🤖 AI Summary
This paper addresses the limitations of text-based approaches for interdisciplinary literature identification—namely, high computational cost and poor interpretability—by proposing a purely network-structural method. It models citation networks as directed acyclic graphs (DAGs) and introduces “diversity centrality,” a novel metric that integrates transitive reduction with degree centrality to identify pivotal papers bridging densely connected, multi-disciplinary subgroups. By applying topological reduction to eliminate redundant transitive paths, the method accentuates cross-domain hub papers. Experiments across multiple real-world citation networks demonstrate that the approach achieves interdisciplinary impact detection performance comparable to state-of-the-art text-analytic methods, while being computationally efficient, parameter-free, and fully interpretable.

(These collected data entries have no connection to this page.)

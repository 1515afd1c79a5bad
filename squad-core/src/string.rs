//! String field encodings for squad files
//!
//! Squad files store text in two ways:
//! - UTF-8 with a Latin-1 fallback on read (teams, players, leagues, ...)
//! - Latin-1 only (countries)
//!
//! Length-prefixed strings carry a single length byte, so at most 255 bytes
//! of text survive. Fixed-width fields are NUL-padded on write and have
//! trailing NULs trimmed on read.

/// Maximum payload of a `u8`-length-prefixed string
pub const MAX_PREFIXED_LEN: usize = u8::MAX as usize;

/// Substitute written for characters Latin-1 cannot carry
pub const LATIN1_REPLACEMENT: u8 = b'?';

/// Byte encoding used by a table's string fields
#[derive(Debug, Clone, Copy, PartialEq, Eq)]
pub enum TextEncoding {
    /// UTF-8 on write; UTF-8 with Latin-1 fallback on read
    Utf8,
    /// One byte per character, U+0000..=U+00FF
    Latin1,
}

impl TextEncoding {
    pub fn decode(self, bytes: &[u8]) -> String {
        match self {
            TextEncoding::Utf8 => decode_utf8_or_latin1(bytes),
            TextEncoding::Latin1 => decode_latin1(bytes),
        }
    }
}

/// Decode Latin-1 bytes; every byte maps to the code point of the same value
pub fn decode_latin1(bytes: &[u8]) -> String {
    bytes.iter().map(|&b| b as char).collect()
}

/// Decode UTF-8, falling back to Latin-1 when the bytes are not valid UTF-8
pub fn decode_utf8_or_latin1(bytes: &[u8]) -> String {
    match std::str::from_utf8(bytes) {
        Ok(s) => s.to_owned(),
        Err(_) => decode_latin1(bytes),
    }
}

/// Encode as Latin-1.
///
/// Returns the bytes plus the first character that had to be replaced with
/// [`LATIN1_REPLACEMENT`], if any.
pub fn encode_latin1(s: &str) -> (Vec<u8>, Option<char>) {
    let mut rejected = None;
    let bytes = s
        .chars()
        .map(|c| match u8::try_from(u32::from(c)) {
            Ok(b) => b,
            Err(_) => {
                rejected.get_or_insert(c);
                LATIN1_REPLACEMENT
            }
        })
        .collect();
    (bytes, rejected)
}

/// Longest prefix of `s` that fits in `max` bytes without splitting a character
pub fn truncate_utf8(s: &str, max: usize) -> &str {
    if s.len() <= max {
        return s;
    }
    let mut end = max;
    while !s.is_char_boundary(end) {
        end -= 1;
    }
    &s[..end]
}

/// Strip the NUL padding of a fixed-width field
pub fn trim_trailing_nul(bytes: &[u8]) -> &[u8] {
    let end = bytes
        .iter()
        .rposition(|&b| b != 0)
        .map(|i| i + 1)
        .unwrap_or(0);
    &bytes[..end]
}

#[cfg(test)]
mod tests {
    use super::*;

    #[test]
    fn test_latin1_decode_high_bytes() {
        assert_eq!(decode_latin1(b"Espa\xf1a"), "España");
    }

    #[test]
    fn test_utf8_preferred() {
        assert_eq!(decode_utf8_or_latin1("Mbappé".as_bytes()), "Mbappé");
    }

    #[test]
    fn test_invalid_utf8_falls_back_to_latin1() {
        // 0xE9 alone is not valid UTF-8
        assert_eq!(decode_utf8_or_latin1(b"Mbapp\xe9"), "Mbappé");
    }

    #[test]
    fn test_encode_latin1_replaces_wide_chars() {
        let (bytes, rejected) = encode_latin1("Łódź");
        assert_eq!(bytes, b"?\xf3d?");
        assert_eq!(rejected, Some('Ł'));

        let (bytes, rejected) = encode_latin1("Curaçao");
        assert_eq!(bytes, b"Cura\xe7ao");
        assert_eq!(rejected, None);
    }

    #[test]
    fn test_truncate_on_char_boundary() {
        assert_eq!(truncate_utf8("abcdef", 4), "abcd");
        assert_eq!(truncate_utf8("abc", 10), "abc");
        // 'é' is two bytes; cutting at 5 would split it
        assert_eq!(truncate_utf8("abcdé", 5), "abcd");
    }

    #[test]
    fn test_trim_trailing_nul() {
        assert_eq!(trim_trailing_nul(b"UEFA\0\0\0\0"), b"UEFA");
        assert_eq!(trim_trailing_nul(b"\0\0\0"), b"");
        assert_eq!(trim_trailing_nul(b"A\0B\0"), b"A\0B");
    }
}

It thus establishes a scalable, transparent, and structurally grounded paradigm for assessing interdisciplinary research.
📝 Abstract
We study transitivity in directed acyclic graphs and its usefulness in capturing nodes that act as bridges between more densely interconnected parts in such type of network. In transitively reduced citation networks degree centrality could be used as a measure of interdisciplinarity or diversity. We study the measure's ability to capture "diverse" nodes in random directed acyclic graphs and citation networks. We show that transitively reduced degree centrality is capable of capturing "diverse" nodes, thus this measure could be a timely alternative to text analysis techniques for retrieving papers, influential in a variety of research fields.